An Exclusive Excerpt from Nottie’s Potential

Chapter 1
In which Nottie’s cat is scrutinized again

It never quite seemed fair to Nottie that she had to get up just as early on weekends as she did on weekdays. It seemed silly to even make any distinction between the days, as only a few stores closer to town seemed to pay the difference any heed at all. Her father told her that Kingston in the East was more traditional in the difference, but Nottie wasn’t sure why Kingston should affect them at all. She had never even seen the city, though her mother had shown her a postcard from there once. It had a pretty picture of a garden on the front, and well wishes on the back, and claimed to be from the Royal Palace itself.

But even if Nottie’s father and chores hadn’t woken her up at six o’clock on Saturday morning, Trixie would have. Nottie had never heard of an animal with such a consistent internal clock. Breakfast was at half-past-six in the morning, lunch at quarter-to-one, and dinner at seven, and if anything was late, the whole street got an earful. That hadn’t happened in a while though, partly because Nottie had gotten used to the schedule, and partly because Trixie had learned that if she alerted Nottie to the time fifteen minutes beforehand, things were a lot less likely to be late. After the cat had been fed, the weekend laundry started and the dry dishes from the previous night put away, Nottie made breakfast for herself and her father. She had just sat down when he walked into the house.

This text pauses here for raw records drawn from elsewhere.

/// Counter store: persisted counter records + in-memory mirror
///
/// The persisted side is the `counters` table (one row per facet value,
/// row id = `counter_id(field, value)`). The in-memory mirror holds, per
/// facet field, the value → count mapping the UI reads. The mirror is a
/// process-local cache — never the source of truth across restarts.
///
/// All persisted mutations for one logical photo change go through a
/// single transaction: either every counter mutation commits, or none do.
/// The mirror is folded forward only after a successful commit, so on
/// error it keeps the last known persisted view.

use rusqlite::{params, Connection};
use std::collections::{BTreeMap, HashMap};

use crate::counters::diff::{DiffResult, DiffStatus};
use crate::counters::facet::{counter_id, FacetField, FacetKey};
use crate::error::AlbumError;

/// Create the counters table if it doesn't exist.
/// Called from the catalog's schema init; exposed for in-memory tests.
pub(crate) fn ensure_schema(conn: &Connection) -> Result<(), AlbumError> {
    conn.execute(
        "CREATE TABLE IF NOT EXISTS counters (
            id      TEXT PRIMARY KEY,
            field   TEXT NOT NULL,
            value   TEXT NOT NULL,
            count   INTEGER NOT NULL
        )",
        [],
    )?;

    // Per-field listing is the hot read path
    conn.execute(
        "CREATE INDEX IF NOT EXISTS idx_counters_field
         ON counters(field)",
        [],
    )?;

    Ok(())
}

/// The counter store. Owns the mirror; persisted operations borrow the
/// catalog connection per call.
#[derive(Debug, Default)]
pub struct CounterStore {
    /// Per-field mirror of persisted counters. A field absent from this
    /// map has simply not been read yet; `read_field` fills it in.
    mirror: HashMap<FacetField, BTreeMap<String, i64>>,
}

impl CounterStore {
    pub fn new() -> Self {
        CounterStore {
            mirror: HashMap::new(),
        }
    }

    /// Load all persisted counters for one facet field into the mirror.
    /// Idempotent: overwrites the mirror for that field only.
    pub fn read_field(
        &mut self,
        conn: &Connection,
        field: FacetField,
    ) -> Result<(), AlbumError> {
        let mut stmt = conn.prepare(
            "SELECT value, count FROM counters WHERE field = ?1",
        )?;

        let rows = stmt.query_map(params![field.as_str()], |row| {
            Ok((row.get::<_, String>(0)?, row.get::<_, i64>(1)?))
        })?;

        let mut counts = BTreeMap::new();
        for row in rows {
            let (value, count) = row?;
            counts.insert(value, count);
        }

        self.mirror.insert(field, counts);
        Ok(())
    }

    /// The mirrored value → count mapping for one field, if it has been
    /// read or rebuilt this session
    pub fn field_values(&self, field: FacetField) -> Option<&BTreeMap<String, i64>> {
        self.mirror.get(&field)
    }

    pub fn is_loaded(&self, field: FacetField) -> bool {
        self.mirror.contains_key(&field)
    }

    /// Apply one logical photo change's worth of counter mutations.
    ///
    /// Created → increment (creating the record at 1 on first
    /// contribution); Deleted → decrement, deleting the record when the
    /// count would reach zero. Updated/Unchanged never occur for the
    /// weight-1 contribution maps this system produces and are no-ops.
    ///
    /// Increments and decrements happen SQLite-side (`count = count + 1`)
    /// rather than read-modify-write, so concurrent logical operations
    /// against the same database serialize at the storage layer.
    pub fn apply_delta(
        &mut self,
        conn: &mut Connection,
        changes: &[DiffResult],
    ) -> Result<(), AlbumError> {
        let relevant: Vec<&DiffResult> = changes
            .iter()
            .filter(|c| matches!(c.status, DiffStatus::Created | DiffStatus::Deleted))
            .collect();

        if relevant.is_empty() {
            return Ok(());
        }

        let tx = conn.transaction()?;
        for change in &relevant {
            let key = match FacetKey::parse(&change.key) {
                Some(key) => key,
                None => {
                    // Only extract_facets feeds this path, so a foreign
                    // key means a caller bug; skip it rather than poison
                    // the whole batch.
                    eprintln!("⚠️  Skipping unrecognized counter id: {}", change.key);
                    continue;
                }
            };

            match change.status {
                DiffStatus::Created => {
                    tx.execute(
                        "INSERT INTO counters (id, field, value, count)
                         VALUES (?1, ?2, ?3, 1)
                         ON CONFLICT(id) DO UPDATE SET count = count + 1",
                        params![change.key, key.field.as_str(), key.value],
                    )?;
                }
                DiffStatus::Deleted => {
                    tx.execute(
                        "UPDATE counters SET count = count - 1 WHERE id = ?1",
                        params![change.key],
                    )?;
                    // A counter at zero is deleted, never retained
                    tx.execute(
                        "DELETE FROM counters WHERE id = ?1 AND count <= 0",
                        params![change.key],
                    )?;
                }
                DiffStatus::Updated | DiffStatus::Unchanged => {}
            }
        }
        tx.commit()?;

        // Commit succeeded: fold the same delta into the mirror. Fields
        // not yet read stay unloaded; their first read picks this up.
        for change in relevant {
            let key = match FacetKey::parse(&change.key) {
                Some(key) => key,
                None => continue,
            };
            let Some(counts) = self.mirror.get_mut(&key.field) else {
                continue;
            };
            match change.status {
                DiffStatus::Created => {
                    *counts.entry(key.value).or_insert(0) += 1;
                }
                DiffStatus::Deleted => {
                    if let Some(count) = counts.get_mut(&key.value) {
                        *count -= 1;
                        if *count <= 0 {
                            counts.remove(&key.value);
                        }
                    }
                }
                DiffStatus::Updated | DiffStatus::Unchanged => {}
            }
        }

        Ok(())
    }

    /// Wholesale per-field replacement, used by the full rebuild.
    ///
    /// Upserts every non-zero count, then deletes rows for values absent
    /// from the new mapping — all in one transaction, so readers never
    /// observe an emptied field mid-replace. The mirror for the field is
    /// swapped after the commit.
    pub fn replace_field(
        &mut self,
        conn: &mut Connection,
        field: FacetField,
        counts: &BTreeMap<String, i64>,
    ) -> Result<(), AlbumError> {
        let tx = conn.transaction()?;
        {
            let mut upsert = tx.prepare(
                "INSERT INTO counters (id, field, value, count)
                 VALUES (?1, ?2, ?3, ?4)
                 ON CONFLICT(id) DO UPDATE SET count = excluded.count",
            )?;
            for (value, &count) in counts {
                if count > 0 {
                    upsert.execute(params![
                        counter_id(field, value),
                        field.as_str(),
                        value,
                        count
                    ])?;
                }
            }

            // Prune values that no longer have any contributors
            let mut stmt = tx.prepare(
                "SELECT value FROM counters WHERE field = ?1",
            )?;
            let existing: Vec<String> = stmt
                .query_map(params![field.as_str()], |row| row.get(0))?
                .collect::<Result<_, _>>()?;

            let mut delete = tx.prepare("DELETE FROM counters WHERE id = ?1")?;
            for value in existing {
                if counts.get(&value).copied().unwrap_or(0) <= 0 {
                    delete.execute(params![counter_id(field, &value)])?;
                }
            }
        }
        tx.commit()?;

        let replacement: BTreeMap<String, i64> = counts
            .iter()
            .filter(|(_, &count)| count > 0)
            .map(|(value, &count)| (value.clone(), count))
            .collect();
        self.mirror.insert(field, replacement);

        Ok(())
    }

    /// Read one persisted count directly, bypassing the mirror.
    /// None means no record exists for that facet value.
    pub fn persisted_count(
        conn: &Connection,
        field: FacetField,
        value: &str,
    ) -> Result<Option<i64>, AlbumError> {
        use rusqlite::OptionalExtension;
        let count = conn
            .query_row(
                "SELECT count FROM counters WHERE id = ?1",
                params![counter_id(field, value)],
                |row| row.get(0),
            )
            .optional()?;
        Ok(count)
    }
}
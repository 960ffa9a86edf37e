//! Family photo album core
//!
//! Members publish photos, the catalog stores their camera metadata, and
//! a set of denormalized facet counters (capture year, tags, camera
//! model, lens, uploader) backs the browse/filter UI. The counters are
//! maintained two ways: incrementally on every publish/edit/delete, and
//! wholesale by a scheduled rebuild that recomputes them from the photo
//! table.
//!
//! [`Album`] is the session context: it owns the catalog connection and
//! the counter mirror, and pairs every photo write with the matching
//! counter update so the two can never be forgotten separately.

pub mod auth;
pub mod counters;
pub mod error;
pub mod jobs;
pub mod state;

use std::collections::BTreeMap;
use std::path::PathBuf;
use std::sync::atomic::AtomicBool;

pub use crate::counters::facet::FacetField;
pub use crate::error::AlbumError;
pub use crate::state::data::{ExifMetadata, PhotoRecord, SignedInUser};

use crate::counters::rebuild;
use crate::counters::store::CounterStore;
use crate::counters::update;
use crate::state::library::Library;

/// One session's view of the album: the catalog plus the counter mirror.
/// There is deliberately no global state — handlers receive or own an
/// `Album` and everything flows through it.
pub struct Album {
    library: Library,
    counters: CounterStore,
}

impl Album {
    /// Open the album at the default per-user data directory
    pub fn new() -> Result<Self, AlbumError> {
        Ok(Album {
            library: Library::new()?,
            counters: CounterStore::new(),
        })
    }

    /// Open the album at an explicit catalog path
    pub fn open(db_path: PathBuf) -> Result<Self, AlbumError> {
        Ok(Album {
            library: Library::open(db_path)?,
            counters: CounterStore::new(),
        })
    }

    /// In-memory album for tests and throwaway sessions
    pub fn open_in_memory() -> Result<Self, AlbumError> {
        Ok(Album {
            library: Library::open_in_memory()?,
            counters: CounterStore::new(),
        })
    }

    pub fn library(&self) -> &Library {
        &self.library
    }

    /// Publish a new photo: insert the record, then count its facets
    pub fn publish(&mut self, photo: &PhotoRecord) -> Result<(), AlbumError> {
        self.library.insert_photo(photo)?;
        update::update_counters(
            self.library.conn_mut(),
            &mut self.counters,
            None,
            Some(photo),
        )
    }

    /// Edit a photo: overwrite the record and adjust only the facets
    /// that changed. Returns the pre-edit snapshot.
    pub fn edit(&mut self, photo: &PhotoRecord) -> Result<PhotoRecord, AlbumError> {
        let before = self.library.get_photo(&photo.filename)?;
        self.library.update_photo(photo)?;
        update::update_counters(
            self.library.conn_mut(),
            &mut self.counters,
            Some(&before),
            Some(photo),
        )?;
        Ok(before)
    }

    /// Remove a photo and release its facet contributions.
    /// Returns the removed snapshot.
    pub fn remove(&mut self, filename: &str) -> Result<PhotoRecord, AlbumError> {
        let before = self.library.get_photo(filename)?;
        self.library.delete_photo(filename)?;
        update::update_counters(
            self.library.conn_mut(),
            &mut self.counters,
            Some(&before),
            None,
        )?;
        Ok(before)
    }

    /// The value → count mapping for one facet field, loading the mirror
    /// from the catalog on first access
    pub fn facet_values(
        &mut self,
        field: FacetField,
    ) -> Result<&BTreeMap<String, i64>, AlbumError> {
        if !self.counters.is_loaded(field) {
            self.counters.read_field(self.library.conn(), field)?;
        }
        static EMPTY: BTreeMap<String, i64> = BTreeMap::new();
        Ok(self.counters.field_values(field).unwrap_or(&EMPTY))
    }

    /// Recompute every counter from the photo table (see
    /// [`counters::rebuild::rebuild_all`])
    pub fn rebuild_counters(&mut self, cancel: &AtomicBool) -> Result<(), AlbumError> {
        rebuild::rebuild_all(self.library.conn_mut(), &mut self.counters, cancel)
    }

    /// Recompute and persist the total photo bytes
    pub fn recompute_bucket_total(&self) -> Result<i64, AlbumError> {
        rebuild::recompute_bucket_total(self.library.conn())
    }
}

impl std::fmt::Debug for Album {
    fn fmt(&self, f: &mut std::fmt::Formatter<'_>) -> std::fmt::Result {
        f.debug_struct("Album")
            .field("db_path", self.library.path())
            .finish()
    }
}
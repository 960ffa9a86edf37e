/// Error types for the album core
///
/// Everything fallible in the crate returns `Result<_, AlbumError>`.
/// Database and serialization errors convert automatically via `#[from]`;
/// callers decide whether to surface or retry (the core never retries).

use thiserror::Error;

/// All errors the album core can produce
#[derive(Debug, Error)]
pub enum AlbumError {
    /// The catalog database rejected or failed an operation
    #[error("database error: {0}")]
    Database(#[from] rusqlite::Error),

    /// A JSON column or config file failed to parse/serialize
    #[error("serialization error: {0}")]
    Serialization(#[from] serde_json::Error),

    /// Config file or data directory access failed
    #[error("io error: {0}")]
    Io(#[from] std::io::Error),

    /// Lookup by filename found no photo
    #[error("photo not found: {0}")]
    PhotoNotFound(String),

    /// Counter rebuild was cancelled between field batches.
    /// Fields committed before the cancel point remain valid.
    #[error("counter rebuild cancelled")]
    RebuildCancelled,
}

“Nottie? You up?” he called.

“Yes, Da!” Nottie answered through a mouthful of cereal.

“Course you are, that monster’s not mewling,” Harold Thompson said as he entered the kitchen and slumped down on the chair across from Nottie. He wiped his face with the back of his hand. “Mrs. Fairlie wants to take a look at that cat later today. She stopped me on the street to tell me so.”

“Again?” Nottie asked. “What’s so interesting about my cat anyway?”

“Blast if I know. Far as I’m concerned she can have the mangy thing, but it keeps coming back to you, doesn’t it?”

“Trixie isn’t mangy! She’s very clean. And Mrs. Fairlie would never feed her on time,” Nottie retorted.

“True,” Harold sighed wearily. “Bit of a miracle that cat’s gotten you trained so well, really. But at least it’s saved me the trouble of having to wake you up anymore. Small favors and all.” Harold pulled over the plate of toast and butter Nottie had laid out, then poured some orange juice into his glass. Trixie trotted over from her food dish and sat by the table cleaning her face. Harold leaned down to pet her head absent-mindedly. Trixie ducked to dodge his hand. Nottie smiled and stood to get the coffee pot.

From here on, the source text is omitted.